Date of Report (Date of earliest event reported): November 12, 2014
(Exact name of registrant as specified in its charter)
(State or other jurisdiction of incorporation)
(Commission File Number)
(IRS Employer Identification Number)
7030 Park Centre Dr., Salt Lake City, Utah 84121
(Address of principal executive offices) (Zip Code)
Registrant's telephone number, including area code: (801) 568-7000
Check the appropriate box below if the Form 8-K filing is intended to simultaneously satisfy the filing obligation of the registrant under any of the following provisions:
¨      Written communications pursuant to Rule 425 under the Securities Act (17 CFR 230.425)
¨      Soliciting material pursuant to Rule 14a-12 under the Exchange Act (17 CFR 240.14a-12)
¨      Pre-commencement communications pursuant to Rule 14d-2(b) under the Exchange Act (17 CFR 240.14d-2(b))
¨      Pre-commencement communications pursuant to Rule 13e-4(c) under the Exchange Act (17 CFR 240.13e-4(c))

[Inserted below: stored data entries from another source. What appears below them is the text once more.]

mod error;
mod handlers;
mod router;
mod types;

pub use router::handle_request;
pub use types::{AppState, Request};
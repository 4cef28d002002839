use anyhow::Context;
use rusqlite::Connection;
use std::path::Path;

pub const DB_FILE_NAME: &str = "educonnect.sqlite3";

pub fn open_db(workspace: &Path) -> anyhow::Result<Connection> {
    std::fs::create_dir_all(workspace).with_context(|| {
        format!(
            "failed to create workspace {}",
            workspace.to_string_lossy()
        )
    })?;
    let db_path = workspace.join(DB_FILE_NAME);
    let conn = Connection::open(&db_path)
        .with_context(|| format!("failed to open {}", db_path.to_string_lossy()))?;
    init_schema(&conn)?;
    tracing::debug!(path = %db_path.display(), "database opened");
    Ok(conn)
}

pub fn init_schema(conn: &Connection) -> anyhow::Result<()> {
    conn.execute("PRAGMA foreign_keys = ON", [])?;

    conn.execute(
        "CREATE TABLE IF NOT EXISTS schools(
            id INTEGER PRIMARY KEY AUTOINCREMENT,
            school_name TEXT NOT NULL UNIQUE,
            address TEXT,
            contact_email TEXT,
            created_at TEXT NOT NULL
        )",
        [],
    )?;

    conn.execute(
        "CREATE TABLE IF NOT EXISTS students(
            id INTEGER PRIMARY KEY AUTOINCREMENT,
            nric TEXT NOT NULL UNIQUE,
            school_id INTEGER NOT NULL,
            first_name TEXT NOT NULL,
            last_name TEXT,
            date_of_birth TEXT,
            gender TEXT,
            assigned_groups TEXT,
            enrollment_year INTEGER,
            parent_contact_email TEXT,
            parent_contact_number TEXT,
            created_at TEXT NOT NULL,
            updated_at TEXT NOT NULL,
            FOREIGN KEY(school_id) REFERENCES schools(id)
        )",
        [],
    )?;
    conn.execute(
        "CREATE INDEX IF NOT EXISTS idx_students_school ON students(school_id)",
        [],
    )?;

    conn.execute(
        "CREATE TABLE IF NOT EXISTS parents(
            id INTEGER PRIMARY KEY AUTOINCREMENT,
            nric TEXT NOT NULL UNIQUE,
            first_name TEXT NOT NULL,
            last_name TEXT,
            email TEXT,
            mobile_number TEXT,
            gender TEXT,
            user_id INTEGER,
            created_at TEXT NOT NULL
        )",
        [],
    )?;
    conn.execute(
        "CREATE INDEX IF NOT EXISTS idx_parents_user ON parents(user_id)",
        [],
    )?;

    conn.execute(
        "CREATE TABLE IF NOT EXISTS teachers(
            id INTEGER PRIMARY KEY AUTOINCREMENT,
            nric TEXT NOT NULL UNIQUE,
            school_id INTEGER NOT NULL,
            first_name TEXT NOT NULL,
            last_name TEXT,
            email TEXT,
            mobile_number TEXT,
            gender TEXT,
            school_role TEXT,
            assigned_groups TEXT,
            user_id INTEGER,
            created_at TEXT NOT NULL,
            FOREIGN KEY(school_id) REFERENCES schools(id)
        )",
        [],
    )?;
    conn.execute(
        "CREATE INDEX IF NOT EXISTS idx_teachers_user ON teachers(user_id)",
        [],
    )?;

    conn.execute(
        "CREATE TABLE IF NOT EXISTS parent_students(
            id INTEGER PRIMARY KEY AUTOINCREMENT,
            parent_id INTEGER NOT NULL,
            student_id INTEGER NOT NULL,
            relationship TEXT NOT NULL DEFAULT 'other',
            created_at TEXT NOT NULL,
            FOREIGN KEY(parent_id) REFERENCES parents(id),
            FOREIGN KEY(student_id) REFERENCES students(id),
            UNIQUE(parent_id, student_id)
        )",
        [],
    )?;
    conn.execute(
        "CREATE TABLE IF NOT EXISTS teacher_students(
            id INTEGER PRIMARY KEY AUTOINCREMENT,
            teacher_id INTEGER NOT NULL,
            student_id INTEGER NOT NULL,
            created_at TEXT NOT NULL,
            FOREIGN KEY(teacher_id) REFERENCES teachers(id),
            FOREIGN KEY(student_id) REFERENCES students(id),
            UNIQUE(teacher_id, student_id)
        )",
        [],
    )?;

    conn.execute(
        "CREATE TABLE IF NOT EXISTS subjects(
            id INTEGER PRIMARY KEY AUTOINCREMENT,
            subject_name TEXT NOT NULL UNIQUE,
            subject_code TEXT NOT NULL UNIQUE,
            subject_category TEXT NOT NULL DEFAULT 'others',
            description TEXT
        )",
        [],
    )?;

    // No unique index: one row per (student, subject, term) is maintained by
    // the reconcile and bulk upsert paths.
    conn.execute(
        "CREATE TABLE IF NOT EXISTS student_results(
            id INTEGER PRIMARY KEY AUTOINCREMENT,
            student_id INTEGER NOT NULL,
            subject_id INTEGER NOT NULL,
            term TEXT NOT NULL,
            grade TEXT,
            score REAL,
            teacher_id INTEGER,
            updated_at TEXT NOT NULL,
            FOREIGN KEY(student_id) REFERENCES students(id),
            FOREIGN KEY(subject_id) REFERENCES subjects(id),
            FOREIGN KEY(teacher_id) REFERENCES teachers(id)
        )",
        [],
    )?;
    conn.execute(
        "CREATE INDEX IF NOT EXISTS idx_student_results_student_term
         ON student_results(student_id, term)",
        [],
    )?;

    conn.execute(
        "CREATE TABLE IF NOT EXISTS student_performance_summaries(
            id INTEGER PRIMARY KEY AUTOINCREMENT,
            student_id INTEGER NOT NULL,
            term TEXT NOT NULL,
            overall_percentage REAL,
            overall_grade TEXT,
            total_marks REAL,
            total_max_marks REAL,
            class_position INTEGER,
            class_total INTEGER,
            level_position INTEGER,
            level_total INTEGER,
            l1r4 INTEGER,
            l1r5 INTEGER,
            attendance_present INTEGER,
            attendance_total INTEGER,
            conduct TEXT,
            teacher_comments TEXT,
            updated_at TEXT NOT NULL,
            FOREIGN KEY(student_id) REFERENCES students(id),
            UNIQUE(student_id, term)
        )",
        [],
    )?;

    conn.execute(
        "CREATE TABLE IF NOT EXISTS event_items(
            id INTEGER PRIMARY KEY AUTOINCREMENT,
            school_id INTEGER NOT NULL,
            title TEXT NOT NULL,
            description TEXT,
            event_type TEXT NOT NULL DEFAULT 'other',
            venue TEXT,
            start_datetime TEXT NOT NULL,
            end_datetime TEXT,
            affected_groups TEXT,
            created_by INTEGER NOT NULL,
            created_at TEXT NOT NULL,
            updated_at TEXT NOT NULL,
            FOREIGN KEY(school_id) REFERENCES schools(id)
        )",
        [],
    )?;
    conn.execute(
        "CREATE INDEX IF NOT EXISTS idx_event_items_start ON event_items(start_datetime)",
        [],
    )?;
    ensure_event_items_affected_groups(conn)?;

    Ok(())
}

/// Workspaces created before events carried an audience lack the column.
fn ensure_event_items_affected_groups(conn: &Connection) -> anyhow::Result<()> {
    if table_has_column(conn, Table::EventItems, "affected_groups")? {
        return Ok(());
    }
    conn.execute("ALTER TABLE event_items ADD COLUMN affected_groups TEXT", [])?;
    tracing::info!("added event_items.affected_groups");
    Ok(())
}

/// Tables addressed by id from validation paths. SQL is only ever built
/// from these names.
#[derive(Debug, Clone, Copy, PartialEq, Eq)]
pub enum Table {
    Schools,
    Students,
    Parents,
    Teachers,
    EventItems,
}

impl Table {
    pub fn as_str(self) -> &'static str {
        match self {
            Self::Schools => "schools",
            Self::Students => "students",
            Self::Parents => "parents",
            Self::Teachers => "teachers",
            Self::EventItems => "event_items",
        }
    }
}

fn table_has_column(conn: &Connection, table: Table, column: &str) -> anyhow::Result<bool> {
    let sql = format!("PRAGMA table_info({})", table.as_str());
    let mut stmt = conn.prepare(&sql)?;
    let mut rows = stmt.query([])?;
    while let Some(row) = rows.next()? {
        let name: String = row.get(1)?;
        if name == column {
            return Ok(true);
        }
    }
    Ok(false)
}

pub fn now_stamp() -> String {
    chrono::Utc::now().to_rfc3339_opts(chrono::SecondsFormat::Secs, true)
}

pub fn row_exists(conn: &Connection, table: Table, id: i64) -> rusqlite::Result<bool> {
    let sql = format!("SELECT EXISTS(SELECT 1 FROM {} WHERE id = ?)", table.as_str());
    conn.query_row(&sql, [id], |r| r.get(0))
}

#[cfg(test)]
pub fn open_memory() -> Connection {
    let conn = Connection::open_in_memory().expect("open in-memory db");
    init_schema(&conn).expect("init schema");
    conn
}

Item 3.01. Notice of Failure to Satisfy a Continued Listing Rule or Standard

As disclosed by the Company in Item 5.02 of this Current Report on Form 8-K, by press release dated November 12, 2014, the Company announced that Joseph H. Barton, a member of our Board of Directors (the “Board”), passed away on November 7, 2014. Following Mr. Barton’s death only two of the remaining four members of the Board met the independence requirements of the Marketplace Rules (the “NASDAQ Rules”) of the NASDAQ Stock Market (“NASDAQ”). As a result, a majority of the Board is not currently comprised of directors who meet the independence requirements as set forth in NASDAQ Rule 5605(b)(1), which requires that a NASDAQ-listed company’s board of directors consist of a majority of “independent directors” (as defined in NASDAQ Rule 5605(a)(2)). In addition, the Audit Committee of the Board currently consists of only two independent directors, rather than the minimum three independent directors required by NASDAQ Rule 5605(c)(2).

On November 11, 2014, in accordance with the NASDAQ Rules, the Company contacted NASDAQ to notify them of Mr. Barton’s passing and the resulting non-compliance with the rules indicated above.  The Company informed NASDAQ that the Board intended to address its non-compliance in accordance with NASDAQ Rule 5605(b)(1)(A), which grants the Company a cure period of 180 days from the date of Mr. Barton’s passing in order to regain compliance, inasmuch as the Company intends to hold its next annual meeting of shareholders within 180 days from the date of his passing.

Item 5.02  Departure of Directors or Certain Officers; Election of Directors; Appointment of Certain Officers; Compensatory Arrangements of Certain Officers.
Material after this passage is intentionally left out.